Keeping One Domain While Splitting a Monolith Across Regions
We thought the hard part of going multi-region would be standing up another copy of the application. It was actually preserving the simple user experience of one public domain while keeping region-specific data and operational behavior from bleeding across boundaries.
Mathspace had a monolith that was becoming two regional monoliths: AU and US. Asking users to know whether they should visit au.mathspace.co or us.mathspace.co would have made every link, integration, login flow, and support conversation worse. But blindly proxying all traffic through one region would defeat much of the point of the migration, and routing alone would not solve shared state or third-party OAuth races.
Vestibule is the edge layer we built to hold those constraints together. It is a Cloudflare Worker sitting in front of mathspace.co. Every request is classified into one of three categories - global, regional, or broadcast - and the edge decides where the request should go without teaching the monolith about edge routing.

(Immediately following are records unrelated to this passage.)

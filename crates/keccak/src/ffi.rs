//! C ABI for launchers written in other languages.

use klane_primitives::DIGEST_BYTES;

/// Computes the Keccak-256 digest of `length` bytes at `input` into the 32 bytes at `output`.
///
/// A null `output`, or a null `input` with non-zero `length`, is a contract violation; the call
/// returns without writing anything.
///
/// ### Safety
///
/// `input` must be valid for reads of `length` bytes unless `length` is zero, and `output` must be
/// valid for writes of 32 bytes. The two regions must not overlap.
#[no_mangle]
pub unsafe extern "C" fn hash_keccak256(input: *const u8, length: usize, output: *mut u8) {
    if output.is_null() || (input.is_null() && length != 0) {
        return;
    }
    let input = if length == 0 {
        &[][..]
    } else {
        unsafe { core::slice::from_raw_parts(input, length) }
    };
    let output = unsafe { &mut *output.cast::<[u8; DIGEST_BYTES]>() };
    crate::sponge::hash_keccak256(input, output);
}
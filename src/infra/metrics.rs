// ============================================================
// Layer 6 — Metrics Logger
// ============================================================
// One flattened row per completed epoch, rewritten to the CSV in
// full after every append. The rewrite is what makes training
// crash-safe: whatever epoch the run died in, every completed
// epoch is already on disk.
//
// Columns are the sorted union of all metric keys seen so far;
// rows missing a key leave the cell blank. Phases contribute
// different key sets (train_*/val_* series plus the best_*
// scalars), so the union grows as training proceeds.

use anyhow::{Context, Result};
use std::collections::{BTreeMap, BTreeSet};
use std::fs;
use std::path::{Path, PathBuf};

pub type MetricRow = BTreeMap<String, f64>;

pub struct MetricsLogger {
    path: PathBuf,
    rows: Vec<MetricRow>,
}

impl MetricsLogger {
    pub fn new(path: impl Into<PathBuf>) -> Self {
        Self { path: path.into(), rows: Vec::new() }
    }

    pub fn path(&self) -> &Path {
        &self.path
    }

    pub fn row_count(&self) -> usize {
        self.rows.len()
    }

    /// Append one epoch's flattened snapshot and rewrite the file.
    pub fn append(&mut self, row: MetricRow) -> Result<()> {
        self.rows.push(row);
        self.flush()
    }

    /// Serialize the whole table — fresh overwrite, not append.
    pub fn flush(&self) -> Result<()> {
        if let Some(parent) = self.path.parent() {
            if !parent.as_os_str().is_empty() {
                fs::create_dir_all(parent).ok();
            }
        }

        let columns: BTreeSet<&String> = self.rows.iter().flat_map(|r| r.keys()).collect();
        let mut out = String::new();
        out.push_str(
            &columns.iter().map(|c| c.as_str()).collect::<Vec<_>>().join(","),
        );
        out.push('\n');
        for row in &self.rows {
            let cells: Vec<String> = columns
                .iter()
                .map(|&col| match row.get(col) {
                    Some(value) => format!("{value:.6}"),
                    None => String::new(),
                })
                .collect();
            out.push_str(&cells.join(","));
            out.push('\n');
        }

        fs::write(&self.path, out)
            .with_context(|| format!("Cannot write metrics to '{}'", self.path.display()))?;
        tracing::debug!(
            "Flushed {} metric rows to '{}'",
            self.rows.len(),
            self.path.display()
        );
        Ok(())
    }
}

#[cfg(test)]
mod tests {
    use super::*;

    fn row(pairs: &[(&str, f64)]) -> MetricRow {
        pairs.iter().map(|(k, v)| (k.to_string(), *v)).collect()
    }

    #[test]
    fn test_one_row_per_epoch() {
        let dir = tempfile::tempdir().unwrap();
        let path = dir.path().join("metrics.csv");
        let mut logger = MetricsLogger::new(&path);

        for epoch in 0..3 {
            logger
                .append(row(&[("current_epoch", epoch as f64), ("val_acc", 0.5)]))
                .unwrap();
        }

        let contents = fs::read_to_string(&path).unwrap();
        let lines: Vec<&str> = contents.lines().collect();
        // header + one row per completed epoch
        assert_eq!(lines.len(), 4);
        assert_eq!(lines[0], "current_epoch,val_acc");
    }

    #[test]
    fn test_columns_are_the_union_of_keys() {
        let dir = tempfile::tempdir().unwrap();
        let path = dir.path().join("metrics.csv");
        let mut logger = MetricsLogger::new(&path);

        logger.append(row(&[("train_loss", 1.0)])).unwrap();
        logger.append(row(&[("train_loss", 0.5), ("val_acc", 0.25)])).unwrap();

        let contents = fs::read_to_string(&path).unwrap();
        let lines: Vec<&str> = contents.lines().collect();
        assert_eq!(lines[0], "train_loss,val_acc");
        // first row has no val_acc — blank cell, not a stale value
        assert_eq!(lines[1], "1.000000,");
        assert_eq!(lines[2], "0.500000,0.250000");
    }

    #[test]
    fn test_rewrite_is_idempotent() {
        let dir = tempfile::tempdir().unwrap();
        let path = dir.path().join("metrics.csv");
        let mut logger = MetricsLogger::new(&path);
        logger.append(row(&[("val_acc", 0.1)])).unwrap();
        let first = fs::read_to_string(&path).unwrap();
        logger.flush().unwrap();
        let second = fs::read_to_string(&path).unwrap();
        assert_eq!(first, second);
    }
}
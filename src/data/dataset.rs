// ============================================================
// Layer 4 — Reference-Game Dataset
// ============================================================
// One fully encoded training sample plus the burn Dataset
// wrapper the DataLoader pulls from. Samples are produced from a
// shard by pairing each image set with its target index and the
// gold utterance encoded through the shared vocabulary.

use anyhow::Result;
use burn::data::dataset::Dataset;
use serde::{Deserialize, Serialize};

use crate::data::shard::ShardData;
use crate::infra::vocab::Vocab;

/// One (image-set, target, utterance) tuple, encoded and ready to
/// batch. Image data stays flattened row-major; the batcher gives
/// it back its [n_img, channels, h, w] shape on the device.
#[derive(Debug, Clone, Serialize, Deserialize)]
pub struct ReferenceSample {
    pub imgs: Vec<f32>,
    pub img_dims: [usize; 4],
    pub target: i64,
    /// `<sos> w1 .. wn <eos>` token ids.
    pub tokens: Vec<i32>,
    /// The raw gold utterance, kept for debug output.
    pub lang: String,
}

pub struct ReferenceDataset {
    samples: Vec<ReferenceSample>,
}

impl ReferenceDataset {
    pub fn new(samples: Vec<ReferenceSample>) -> Self {
        Self { samples }
    }

    /// Encode every sample of a shard through the vocabulary.
    pub fn from_shard(shard: &ShardData, vocab: &Vocab) -> Result<Self> {
        let mut samples = Vec::with_capacity(shard.len());
        for i in 0..shard.len() {
            let (imgs, img_dims) = shard.image_block(i);
            let lang = shard.langs[i].clone();
            let tokens = vocab.encode(&lang)?;
            samples.push(ReferenceSample {
                imgs,
                img_dims,
                target: shard.labels[i],
                tokens,
                lang,
            });
        }
        Ok(Self { samples })
    }

    pub fn sample_count(&self) -> usize {
        self.samples.len()
    }
}

impl Dataset<ReferenceSample> for ReferenceDataset {
    fn get(&self, index: usize) -> Option<ReferenceSample> {
        self.samples.get(index).cloned()
    }

    fn len(&self) -> usize {
        self.samples.len()
    }
}
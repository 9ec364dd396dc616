// ============================================================
// Layer 5 — Machine Learning
// ============================================================
// Model roles, the vision/recurrent building blocks they share,
// and the epoch runner that drives them.

pub mod models;
pub mod rnn;
pub mod runner;
pub mod vision;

That last clause matters. The design goal was not just "route traffic." It was to keep region pinning as an edge concern, keep authentication as an application concern, and prevent either system from slowly depending on the other's private details.

The System
The public interface is deliberately boring:
Browser -> mathspace.co -> Cloudflare Worker / Vestibule -> upstream
Behind that, Vestibule can send requests to:
- global services such as the marketing website, media, and selected static or integration paths
- the AU monolith
- the US monolith
- both regional monoliths at once for the few flows where the edge cannot determine the target region from the request alone
The current production Terraform config has several global rules, ~30 broadcast rules, and 2 regional rules. The final regional rule is the catch-all: once no earlier special case matches, the request belongs to a regional monolith.
That rule ordering is the product shape of the system. Most traffic should be ordinary. Special cases should be explicit. Anything complicated enough to require cross-region selection should be named in the edge config, not guessed by application code.
Vestibule was not the only multi-region mechanism. It was the front-door piece. Two other small systems handled problems that should not be solved by a request router.

Diagram note: the top lane shows possible destinations, not default fan-out. Regional requests go to one selected monolith; only broadcast routes fan out to both.
Global Models Sync keeps selected "global" tables synchronized between regional databases. It compares primary keys, compares row checksums for rows that exist on both sides, then inserts and updates the destination inside a transaction. In production, the owner region is US; each sync attempt is followed by a delay, and destination-only rows are deleted only for configured tables. That keeps routing code out of the business of manufacturing shared reference data.
OCAP, the Outgoing Caching Proxy, handles a different edge case: outbound one-time token exchanges. Some OAuth integrations require a POST that may only be redeemed once. Behind Vestibule, multiple regional login attempts can race to exchange the same provider token, and the region that wins the race may not be the region that owns the user. OCAP keys deduplication by method, target URL, and request body, normalizing JSON and form bodies first; concurrent callers wait on the same in-flight origin request, and the response is cached for the default 30-second TTL.
Those helpers are important because they kept Vestibule small. The request router did not become a data replication tool, and it did not become an OAuth protocol adapter. Each system owned one failure mode.
The Problem
Before login, the edge usually does not know which region owns a user. A browser might arrive with no session cookie, no region cookie, and only a path.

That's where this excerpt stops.